The standard attention implementation is scrutinized for its memory inefficiency, particularly the materialization of matrices $S$ and $P$ to HBM. The authors show the HBM accesses scale quadratically with sequence length $N$ .

The analysis of IO complexity for FlashAttention reveals a substantial reduction in HBM accesses, exhibiting optimality for a range of SRAM sizes $M$ . A lower bound is established, indicating that no exact attention algorithm can asymptotically improve upon the number of HBM accesses across all SRAM sizes. The IO complexity of block-sparse FlashAttention is demonstrably superior to that of FlashAttention, with improvements proportional to the sparsity ratio.

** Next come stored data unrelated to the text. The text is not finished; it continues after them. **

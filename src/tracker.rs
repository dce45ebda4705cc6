//! Per-tick tracking stage.

use tracing::{debug, info, warn};

use crate::appearance::AppearanceUpdater;
use crate::config::{MotionConfig, TrackingConfig};
use crate::detection::{Category, Detection};
use crate::filter::{
    measurement_from, AdaptiveKalmanFilterFactory, FilterHealth, MotionFilterFactory,
};
use crate::matching::{AssociationResult, Associator};
use crate::store::TrackStore;
use crate::track::{Track, TrackId, TrackIdFactory, TrackSnapshot, TrackState};
use crate::{Error, Result};

/// Everything the tracking stage produced for one tick.
#[derive(Debug, Clone, Default)]
pub struct TickTracking {
    pub tick: u64,
    /// Live tracks after this tick.
    pub snapshot: TrackSnapshot,
    /// Detection/track assignment with matched and unmatched sets.
    pub association: AssociationResult,
    pub created: Vec<TrackId>,
    /// Tracks confirmed (first promotion to ACTIVE) this tick.
    pub promoted: Vec<(TrackId, Category)>,
    pub deleted: Vec<TrackId>,
    pub evicted: Vec<TrackId>,
    /// Detections dropped as invalid or above the per-frame cap.
    pub rejected_detections: usize,
    /// Filters reset from a degenerate covariance.
    pub filter_resets: usize,
    /// No detection batch was available this tick.
    pub missing_input: bool,
}

/// Object tracker.
///
/// Owns the [`TrackStore`] and is its only writer.
pub struct Tracker {
    config: TrackingConfig,
    motion: MotionConfig,
    store: TrackStore,
    ids: TrackIdFactory,
    filter_factory: Box<dyn MotionFilterFactory>,
    associator: Associator,
    appearance: AppearanceUpdater,
}

impl Tracker {
    /// Create a tracker using the adaptive Kalman filter.
    ///
    /// # Arguments
    /// * `config` - Association thresholds, lifecycle counters and store capacity
    /// * `motion` - Filter noise settings and tick interval
    ///
    /// # Returns
    /// An empty tracker.
    ///
    /// # Errors
    /// `InvalidConfig` if either configuration section is invalid.
    pub fn new(config: TrackingConfig, motion: MotionConfig) -> Result<Self> {
        let factory = Box::new(AdaptiveKalmanFilterFactory::new(motion.clone()));
        Self::with_filter_factory(config, motion, factory)
    }

    /// Create a tracker with a custom motion filter.
    ///
    /// # Errors
    /// `InvalidConfig` if either configuration section is invalid.
    pub fn with_filter_factory(
        config: TrackingConfig,
        motion: MotionConfig,
        filter_factory: Box<dyn MotionFilterFactory>,
    ) -> Result<Self> {
        config.validate()?;
        motion.validate()?;

        Ok(Self {
            store: TrackStore::new(config.capacity)?,
            ids: TrackIdFactory::new(),
            associator: Associator::new(config.iou_threshold, config.appearance_threshold),
            appearance: AppearanceUpdater::new(config.embedding_alpha),
            filter_factory,
            config,
            motion,
        })
    }

    pub fn store(&self) -> &TrackStore {
        &self.store
    }

    pub fn config(&self) -> &TrackingConfig {
        &self.config
    }

    /// Number of track ids issued so far.
    pub fn total_track_count(&self) -> u64 {
        self.ids.issued()
    }

    /// Number of live tracks.
    pub fn current_track_count(&self) -> usize {
        self.store.len()
    }

    /// Look up a live track.
    ///
    /// # Errors
    /// `UnknownTrack` if no live track has this id.
    pub fn track(&self, id: TrackId) -> Result<&Track> {
        self.store.get(id).ok_or(Error::UnknownTrack(id))
    }

    /// Run one tracking step.
    ///
    /// `None` means no detection batch arrived (missing input or timeout):
    /// every track is propagated as a ghost and nothing is created.
    ///
    /// # Arguments
    /// * `tick` - Frame tick the detections belong to
    /// * `detections` - The frame's detections, or `None` if none arrived
    ///
    /// # Returns
    /// The snapshot of live tracks after the step, the association result
    /// and the created, promoted, deleted and evicted ids.
    pub fn update(&mut self, tick: u64, detections: Option<Vec<Detection>>) -> TickTracking {
        let mut out = TickTracking {
            tick,
            missing_input: detections.is_none(),
            ..TickTracking::default()
        };

        let detections = match detections {
            Some(d) => self.admit_detections(d, &mut out),
            None => {
                debug!(tick, tracks = self.store.len(), "no detections, ghost-propagating all tracks");
                Vec::new()
            }
        };

        // Predict every live track to this tick.
        for track in self.store.iter_mut() {
            track.age += 1;
            if track.filter.predict(track.confidence) == FilterHealth::Reset {
                out.filter_resets += 1;
            }
            track.position = track.filter.position();
            track.bbox.center = track.position;
        }

        let association = {
            let candidates: Vec<&Track> = self.store.iter().filter(|t| t.is_live()).collect();
            self.associator.associate(&detections, &candidates)
        };

        for m in &association.matches {
            let detection = &detections[m.detection_idx];
            if let Some(promoted) = self.apply_match(m.track_id, detection, tick, &mut out) {
                out.promoted.push(promoted);
            }
        }
        for &id in &association.unmatched_tracks {
            self.apply_miss(id);
        }

        for track in self.store.iter_mut() {
            track.refresh_kinematics(&self.motion);
            track.refresh_quality();
        }
        out.deleted = self.store.purge_deleted();

        for &det_idx in &association.unmatched_detections {
            self.spawn(&detections[det_idx], tick, &mut out);
        }

        out.association = association;
        out.snapshot = self.store.snapshot(tick);
        out
    }

    /// Drop invalid detections and enforce the per-frame cap.
    fn admit_detections(&self, detections: Vec<Detection>, out: &mut TickTracking) -> Vec<Detection> {
        let total = detections.len();
        let mut valid: Vec<Detection> = detections
            .into_iter()
            .filter(|d| match d.validate() {
                Ok(()) => true,
                Err(e) => {
                    warn!(error = %e, "skipping invalid detection");
                    false
                }
            })
            .collect();

        if valid.len() > self.config.max_detections_per_frame {
            valid.sort_by(|a, b| b.confidence.total_cmp(&a.confidence));
            warn!(
                received = valid.len(),
                limit = self.config.max_detections_per_frame,
                "too many detections, dropping lowest confidence"
            );
            valid.truncate(self.config.max_detections_per_frame);
        }

        out.rejected_detections = total - valid.len();
        valid
    }

    /// Update a matched track. Returns the promotion if it was confirmed this tick.
    fn apply_match(
        &mut self,
        id: TrackId,
        detection: &Detection,
        tick: u64,
        out: &mut TickTracking,
    ) -> Option<(TrackId, Category)> {
        let threshold = self.config.tentative_threshold;
        let history_length = self.config.history_length;
        let appearance = self.appearance;
        let track = self.store.get_mut(id)?;

        if track.filter.update(&measurement_from(detection)) == FilterHealth::Reset {
            out.filter_resets += 1;
        }
        track.position = track.filter.position();

        track.time_since_update = 0;
        track.hit_streak += 1;
        track.total_hits += 1;
        track.confidence = detection.confidence.clamp(0.0, 1.0);
        track.bbox.depth = detection.bbox.depth;
        if detection.category.representation().is_some() || track.category.representation().is_none() {
            track.category = detection.category;
        }
        appearance.update(track, detection.embedding.as_deref());
        track.push_history(tick, detection.pose, history_length);

        let was_ghost = track.state == TrackState::Ghost;
        if track.confirmed || track.hit_streak >= threshold {
            track.state = TrackState::Active;
        } else {
            track.state = TrackState::Tentative;
        }

        if track.state == TrackState::Active && !track.confirmed {
            track.confirmed = true;
            info!(track_id = %id, category = track.category.label(), "track promoted to ACTIVE");
            return Some((id, track.category));
        }
        if was_ghost {
            debug!(track_id = %id, state = ?track.state, "ghost track reacquired");
        }
        None
    }

    /// Propagate an unmatched track as a ghost, deleting it past `max_age`.
    fn apply_miss(&mut self, id: TrackId) {
        let max_age = self.config.max_age;
        let decay = self.config.confidence_decay;
        let Some(track) = self.store.get_mut(id) else {
            return;
        };

        track.time_since_update += 1;
        track.hit_streak = 0;
        track.confidence = (track.confidence * decay).clamp(0.0, 1.0);

        if track.time_since_update > max_age {
            track.state = TrackState::Deleted;
        } else if track.state != TrackState::Ghost {
            track.state = TrackState::Ghost;
            debug!(track_id = %id, "track lost, now GHOST");
        }
    }

    /// Create a TENTATIVE track and admit it to the store.
    fn spawn(&mut self, detection: &Detection, tick: u64, out: &mut TickTracking) {
        let id = self.ids.next_id();
        let filter = self.filter_factory.create_filter(detection);
        let track = Track::new(id, detection, filter, tick, self.config.history_length);
        debug!(track_id = %id, category = detection.category.label(), "track created");

        match self.store.upsert(track) {
            Ok(Some(evicted)) => {
                out.evicted.push(evicted.id);
                if evicted.id != id {
                    out.created.push(id);
                }
            }
            Ok(None) => out.created.push(id),
            Err(e) => warn!(track_id = %id, error = %e, "track not admitted"),
        }
    }
}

The paper also details the memory-efficient forward and backward passes, with a focus on computing softmax normalization constants separately to decouple columns and reduce memory requirements. The full details of FlashAttention forward and backward passes are described, including the pseudo-random number generator state for dropout regularization.

The limitations of the present approach are rooted in the necessity of compiling to CUDA, which demands considerable engineering effort and may not be readily transferable across GPU architectures. Future directions involve IO-aware implementations of additional modules, multi-GPU IO-aware methods, and sparse MLP layers.